Na véspera, o regime decretou estado de emergência por três meses no reino

Por Da Redação 16 mar 2011, 08h47

Pelo menos três manifestantes morreram e dezenas ficaram feridos nesta quarta-feira no Barein, durante uma ação policial na praça da Pérola, em Manama. Um policial, ferido no dia anterior, não resistiu e morreu no hospital. As autoridades do Barein anunciaram nesta quarta-feira o fechamento da Bolsa de Valores, das escolas e das universidades em consequência do estado de emergência decretado na véspera. Também impuseram um toque de recolher em algumas regiões do país, que se estenderá por 12 horas.

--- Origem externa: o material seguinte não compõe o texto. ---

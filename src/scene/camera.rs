//! Perspective camera.

use crate::config::CameraConfig;
use glam::{Mat4, Vec3};

/// Perspective camera looking at the origin from +Z.
#[derive(Debug, Clone)]
pub struct PerspectiveCamera {
    pub fov_deg: f32,
    pub aspect: f32,
    pub near: f32,
    pub far: f32,
    pub position: Vec3,
    projection: Mat4,
}

impl PerspectiveCamera {
    pub fn new(config: &CameraConfig, aspect: f32) -> Self {
        let mut camera = Self {
            fov_deg: config.fov_deg,
            aspect,
            near: config.near,
            far: config.far,
            position: Vec3::new(0.0, 0.0, config.distance),
            projection: Mat4::IDENTITY,
        };
        camera.update_projection_matrix();
        camera
    }

    /// Set the aspect ratio from surface dimensions.
    ///
    /// A zero height leaves the previous aspect in place.
    pub fn set_viewport(&mut self, width: u32, height: u32) {
        if height == 0 {
            log::warn!("Ignoring zero-height viewport ({}x{})", width, height);
            return;
        }
        self.aspect = width as f32 / height as f32;
        self.update_projection_matrix();
    }

    /// Recompute the cached projection after changing fov, aspect or planes.
    pub fn update_projection_matrix(&mut self) {
        self.projection =
            Mat4::perspective_rh(self.fov_deg.to_radians(), self.aspect, self.near, self.far);
    }

    pub fn projection(&self) -> Mat4 {
        self.projection
    }

    pub fn view(&self) -> Mat4 {
        Mat4::look_at_rh(self.position, Vec3::ZERO, Vec3::Y)
    }

    pub fn view_projection(&self) -> Mat4 {
        self.projection * self.view()
    }
}

#[cfg(test)]
mod tests {
    use super::*;

    #[test]
    fn test_aspect_follows_viewport() {
        let mut camera = PerspectiveCamera::new(&CameraConfig::default(), 1.0);
        camera.set_viewport(800, 600);
        assert_eq!(camera.aspect, 800.0 / 600.0);

        camera.set_viewport(300, 0);
        assert_eq!(camera.aspect, 800.0 / 600.0);
    }

    #[test]
    fn test_origin_projects_to_center() {
        let camera = PerspectiveCamera::new(&CameraConfig::default(), 16.0 / 9.0);
        let clip = camera.view_projection() * glam::Vec4::new(0.0, 0.0, 0.0, 1.0);
        let ndc = clip / clip.w;
        assert!(ndc.x.abs() < 1e-6 && ndc.y.abs() < 1e-6);
        assert!(ndc.z > 0.0 && ndc.z < 1.0);
        assert!((clip.w - 4.0).abs() < 1e-5);
    }

    #[test]
    fn test_wider_aspect_shrinks_x() {
        let mut camera = PerspectiveCamera::new(&CameraConfig::default(), 1.0);
        let point = glam::Vec4::new(1.0, 0.0, 0.0, 1.0);
        let square = camera.view_projection() * point;
        camera.set_viewport(200, 100);
        let wide = camera.view_projection() * point;
        assert!((wide.x / wide.w) < (square.x / square.w));
    }
}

De acordo com Halil Marzuk, deputado do movimento xiita Al Wefaq, as forças de segurança usaram munição real com a “intenção deliberada de matar manifestantes”. O deputado também acusou a polícia de bloquear o acesso a vários hospitais e de cercar o principal centro médico da capital. Ali Al Aswad, outro deputado do Al Wefaq, afirmou que as forças oficiais foram mobilizadas em várias localidades xiitas nos arredores de Manama, onde aconteceram confrontos.

Na manhã desta quarta-feira, centenas de policiais tomaram o controle da praça da Pérola, após uma ação contra os manifestantes, em sua maioria xiitas. Poucas horas depois, as forças de segurança entraram no distrito financeiro de Manama e liberaram as ruas que os manifestantes haviam bloqueado com barricadas, segundo testemunhas.

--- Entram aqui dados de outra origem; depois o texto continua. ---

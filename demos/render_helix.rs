//! Example: Render the particle helix to a PNG sequence.
//!
//! Uses the given glTF / GLB asset, or a generated DNA helix when none is
//! passed. An optional second argument is a JSON sketch configuration.
//!
//! Run with:
//!     RUST_LOG=info cargo run --example render_helix --features tokio -- [asset.glb] [config.json]

use anyhow::Context;
use helix_particles::asset::{generate_helix, load_mesh, HelixParams};
use helix_particles::pipeline::{render_mesh_frames, PauseWindow, PipelineConfig};
use helix_particles::SketchConfig;
use std::path::PathBuf;

#[tokio::main]
async fn main() -> anyhow::Result<()> {
    env_logger::Builder::from_env(env_logger::Env::default().default_filter_or("info")).init();

    let mut args = std::env::args().skip(1);
    let asset_path = args.next().map(PathBuf::from);
    let sketch = match args.next() {
        Some(path) => SketchConfig::from_json_file(&path)
            .with_context(|| format!("reading sketch config {}", path))?,
        None => SketchConfig::default(),
    };

    println!("Helix Particles - Render Example");
    println!("================================\n");

    let mesh = match &asset_path {
        Some(path) => {
            println!("Loading asset: {}", path.display());
            load_mesh(path).with_context(|| format!("loading {}", path.display()))?
        }
        None => {
            println!("No asset given, generating a DNA helix");
            generate_helix(&HelixParams::default())
        }
    };
    println!("  Vertices: {}\n", mesh.vertex_count());

    let config = PipelineConfig {
        sketch,
        width: 800,
        height: 600,
        frames: 90,
        output_dir: PathBuf::from("helix_frames"),
        // Hold for half a second to show stop / play
        pause: Some(PauseWindow {
            start: 45,
            length: 15,
        }),
    };
    let output_dir = config.output_dir.clone();

    println!("Rendering {} frames at {}x{}...", config.frames, config.width, config.height);
    let progress: Box<dyn Fn(f32) + Send> = Box::new(|fraction: f32| {
        let percent = (fraction * 100.0).round() as u32;
        if percent % 10 == 0 {
            println!("  Progress: {}%", percent);
        }
    });

    let summary = render_mesh_frames(mesh, config, Some(progress)).await?;

    println!("\nDone! {} frames in {}", summary.frames_written, output_dir.display());
    println!("  Rendered: {}", summary.frames_rendered);
    println!("  Final time: {:.2}", summary.final_time);
    println!("  Particles: {}", summary.particles);

    Ok(())
}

Segundo o ministério do Interior, o policial atropelado na véspera por uma manifestante não resistiu aos ferimentos e morreu nesta manhã. “Um policial, atropelado intencionalmente na terça-feira por um veículo em Sitra (sul de Manama) faleceu nesta quarta”, indicou um comunicado do ministério. É o segundo policial morto nas mesmas circunstâncias em dois dias.

Toque de recolher – A decisão consta em um comunicado das Forças de Defesa reproduzido pela agência oficial BNA, no qual também se proíbem as manifestações no país, de 760 quilômetros quadrados e apenas um milhão de habitantes. O texto informa que, a partir desta quarta-feira “e até um novo aviso”, o toque de recolher regerá desde as 16 horas no horário local (10 horas de Brasília) em várias regiões do país que foram palco de uma série de protestos políticos desde 14 de fevereiro.

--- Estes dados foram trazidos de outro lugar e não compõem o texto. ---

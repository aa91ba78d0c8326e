//! Two-pass frame composition: scene render, then bloom.

use super::bloom::{BloomPass, HDR_FORMAT};
use super::shaders::ShaderError;
use super::textures::RenderTarget;
use crate::sketch::BloomParams;
use wgpu::{Device, Queue, TextureFormat};

/// Owns the offscreen scene target, the bloom pass and the final output.
pub struct EffectComposer {
    scene: RenderTarget,
    output: RenderTarget,
    bloom: BloomPass,
    output_format: TextureFormat,
}

impl EffectComposer {
    pub fn new(
        device: &Device,
        queue: &Queue,
        width: u32,
        height: u32,
        output_format: TextureFormat,
    ) -> Result<Self, ShaderError> {
        Ok(Self {
            scene: RenderTarget::for_scene(device, "scene_target", width, height, HDR_FORMAT),
            output: RenderTarget::for_output(device, "output_target", width, height, output_format),
            bloom: BloomPass::new(device, queue, width, height, output_format)?,
            output_format,
        })
    }

    /// Format the scene pass renders into.
    pub fn scene_format(&self) -> TextureFormat {
        HDR_FORMAT
    }

    /// Resize every target. A no-op when the size is unchanged.
    pub fn set_size(&mut self, device: &Device, queue: &Queue, width: u32, height: u32) {
        if (width, height) == self.size() {
            return;
        }
        self.scene = RenderTarget::for_scene(device, "scene_target", width, height, HDR_FORMAT);
        self.output =
            RenderTarget::for_output(device, "output_target", width, height, self.output_format);
        self.bloom.set_size(device, queue, width, height);
        log::debug!("Composer resized to {}x{}", width, height);
    }

    pub fn size(&self) -> (u32, u32) {
        (self.output.width(), self.output.height())
    }

    pub fn bloom(&self) -> &BloomPass {
        &self.bloom
    }

    /// Final composited image.
    pub fn output(&self) -> &RenderTarget {
        &self.output
    }

    /// Record the scene pass (cleared to `clear`, drawn by `draw_scene`)
    /// followed by the bloom pass into the output target.
    pub fn render<F>(
        &self,
        device: &Device,
        queue: &Queue,
        encoder: &mut wgpu::CommandEncoder,
        clear: wgpu::Color,
        bloom: BloomParams,
        draw_scene: F,
    ) where
        F: FnOnce(&mut wgpu::RenderPass<'_>),
    {
        {
            let mut pass = encoder.begin_render_pass(&wgpu::RenderPassDescriptor {
                label: Some("scene_pass"),
                color_attachments: &[Some(wgpu::RenderPassColorAttachment {
                    view: self.scene.view(),
                    resolve_target: None,
                    depth_slice: None,
                    ops: wgpu::Operations {
                        load: wgpu::LoadOp::Clear(clear),
                        store: wgpu::StoreOp::Store,
                    },
                })],
                depth_stencil_attachment: None,
                timestamp_writes: None,
                occlusion_query_set: None,
                multiview_mask: None,
            });
            draw_scene(&mut pass);
        }

        self.bloom.apply(
            device,
            queue,
            encoder,
            self.scene.view(),
            self.output.view(),
            bloom,
        );
    }
}
//! Particle buffer derived from mesh vertex positions.

use crate::asset::MeshData;
use rand::Rng;

/// Per-particle instance data uploaded to the GPU.
#[repr(C)]
#[derive(Copy, Clone, Debug, PartialEq, bytemuck::Pod, bytemuck::Zeroable)]
pub struct ParticleInstance {
    pub position: [f32; 3],
    /// Random size jitter in [0, 1).
    pub size_rnd: f32,
    /// Random color selector in [0, 1).
    pub color_rnd: f32,
}

/// Mesh positions plus one `size_rnd` / `color_rnd` pair per vertex.
#[derive(Debug, Clone, Default)]
pub struct ParticleBuffer {
    positions: Vec<f32>,
    size_rnd: Vec<f32>,
    color_rnd: Vec<f32>,
}

impl ParticleBuffer {
    /// Build particles from a mesh, drawing the random attributes from `rng`.
    pub fn from_mesh<R: Rng + ?Sized>(mesh: &MeshData, rng: &mut R) -> Self {
        let count = mesh.vertex_count();
        let mut size_rnd = Vec::with_capacity(count);
        let mut color_rnd = Vec::with_capacity(count);
        for _ in 0..count {
            size_rnd.push(rng.gen::<f32>());
            color_rnd.push(rng.gen::<f32>());
        }

        Self {
            positions: mesh.positions[..count * 3].to_vec(),
            size_rnd,
            color_rnd,
        }
    }

    pub fn vertex_count(&self) -> usize {
        self.size_rnd.len()
    }

    pub fn is_empty(&self) -> bool {
        self.size_rnd.is_empty()
    }

    pub fn positions(&self) -> &[f32] {
        &self.positions
    }

    pub fn size_rnd(&self) -> &[f32] {
        &self.size_rnd
    }

    pub fn color_rnd(&self) -> &[f32] {
        &self.color_rnd
    }

    /// Interleave into GPU instances.
    pub fn instances(&self) -> Vec<ParticleInstance> {
        self.positions
            .chunks_exact(3)
            .zip(self.size_rnd.iter().zip(&self.color_rnd))
            .map(|(p, (&size_rnd, &color_rnd))| ParticleInstance {
                position: [p[0], p[1], p[2]],
                size_rnd,
                color_rnd,
            })
            .collect()
    }
}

O toque de recolher inclui a praça Pérola, palco das principais manifestações, que primeiro foi ocupada por ativistas da oposição, depois tomada pelo Exército e novamente voltou a concentrar os protestos opositores. A ordem militar também estabelece a proibição de manifestações em todo o reino, a fim de trazer a “normalidade” às ruas de Manama e das principais cidades do país. Além disso, pede a colaboração dos cidadãos para que se cumpram as ordens.

Na terça-feira, o rei Hamad Ben Isa al Khalifa decretou estado de emergência por três meses, um dia depois da chegada de tropas do Golfo para ajudar o regime a enfrentar uma onda de protestos sem precedentes.